Baird Parker Agar O que é, Fundação, Preparação, Use

Baird Parker Agar O que é, Fundação, Preparação, Use

Ele Agar Baird Parker ou ágar de gema de ovo é um meio de cultura sólido, seletivo e diferencial. Foi criado em 1962 para a detecção e contagem de estafilococos positivos da coagulase (Staphylococcus aureus).

É composto de caseína pancreática hidrolisada, extrato de carne, extrato de levedura, cloreto de lítio, glicina, piruvato de sódio, telurita de potássio, garra e emulsão de gema de ovo.

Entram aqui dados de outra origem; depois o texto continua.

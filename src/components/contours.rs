//! Contour-tracing backend built on `imageproc`.
use super::{BoundingBox, Component, ComponentExtractor};
use crate::image::BinaryImage;
use crate::types::Point;
use imageproc::contours::{find_contours, BorderType};

/// Traces outer borders of ink regions (external retrieval: borders nested
/// inside holes of another component are skipped).
///
/// The page is traced inside a one-pixel background frame: the tracer treats
/// ink on the image border as the inside of a hole, which would hide that
/// component and every later one on the same rows.
#[derive(Clone, Copy, Debug, Default)]
pub struct ContourExtractor;

const FRAME: u32 = 1;

impl ComponentExtractor for ContourExtractor {
    fn extract(&self, image: &BinaryImage) -> Vec<Component> {
        let mask = image.padded_ink_mask(FRAME);
        find_contours::<u32>(&mask)
            .into_iter()
            .filter(|c| c.border_type == BorderType::Outer && c.parent.is_none())
            .filter_map(|c| {
                let pixels: Vec<imageproc::point::Point<u32>> = c
                    .points
                    .iter()
                    .map(|p| {
                        imageproc::point::Point::new(
                            p.x.saturating_sub(FRAME),
                            p.y.saturating_sub(FRAME),
                        )
                    })
                    .collect();
                let bbox = BoundingBox::enclosing(&pixels)?;
                let points = pixels
                    .iter()
                    .map(|p| Point::new(p.x as f32, p.y as f32))
                    .collect();
                Some(Component::new(bbox, points))
            })
            .collect()
    }
}

#[cfg(test)]
mod tests {
    use super::*;
    use crate::image::{ImageViewMut, INK};

    #[test]
    fn nested_component_inside_hole_is_skipped() {
        let mut img = BinaryImage::blank(40, 40).unwrap();
        // Ring 20x20 with a 2px wall, and a dot inside its hole.
        img.fill_rect(5, 5, 20, 20, INK);
        img.fill_rect(7, 7, 16, 16, crate::image::BACKGROUND);
        img.fill_rect(13, 13, 3, 3, INK);
        let comps = ContourExtractor.extract(&img);
        assert_eq!(comps.len(), 1);
        assert_eq!(comps[0].bbox, BoundingBox::new(5, 5, 20, 20));
    }

    #[test]
    fn components_on_the_page_border_are_kept() {
        let mut img = BinaryImage::blank(40, 40).unwrap();
        img.fill_rect(0, 10, 5, 5, INK);
        img.fill_rect(20, 10, 5, 5, INK);
        img.fill_rect(35, 0, 5, 5, INK);
        let mut boxes: Vec<BoundingBox> =
            ContourExtractor.extract(&img).iter().map(|c| c.bbox).collect();
        boxes.sort_by_key(|b| (b.x, b.y));
        assert_eq!(
            boxes,
            vec![
                BoundingBox::new(0, 10, 5, 5),
                BoundingBox::new(20, 10, 5, 5),
                BoundingBox::new(35, 0, 5, 5),
            ]
        );
    }

    #[test]
    fn border_block_centroid_is_in_page_coordinates() {
        let mut img = BinaryImage::blank(20, 20).unwrap();
        img.fill_rect(0, 0, 5, 5, INK);
        let comps = ContourExtractor.extract(&img);
        assert_eq!(comps.len(), 1);
        let c = comps[0].centroid.expect("solid block has a centroid");
        assert!((c - Point::new(2.0, 2.0)).norm() < 1e-3);
    }

    #[test]
    fn blank_page_has_no_components() {
        let img = BinaryImage::blank(16, 16).unwrap();
        assert!(ContourExtractor.extract(&img).is_empty());
    }
}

Colônias típicas de Staphylococcus aureus no envelhecimento de Baird Parker. Fonte: Daizy John [CC por 4.0 (https: // CreativeCommons.Org/licenças/por/4.0)]

Baird Parker Agar é baseado na capacidade do S. aureus para reduzir o telurito e produzir lecitinase. Ambas as propriedades geram uma colônia com características específicas para esta espécie. Portanto, fornece grande eficácia na detecção deste microorganismo.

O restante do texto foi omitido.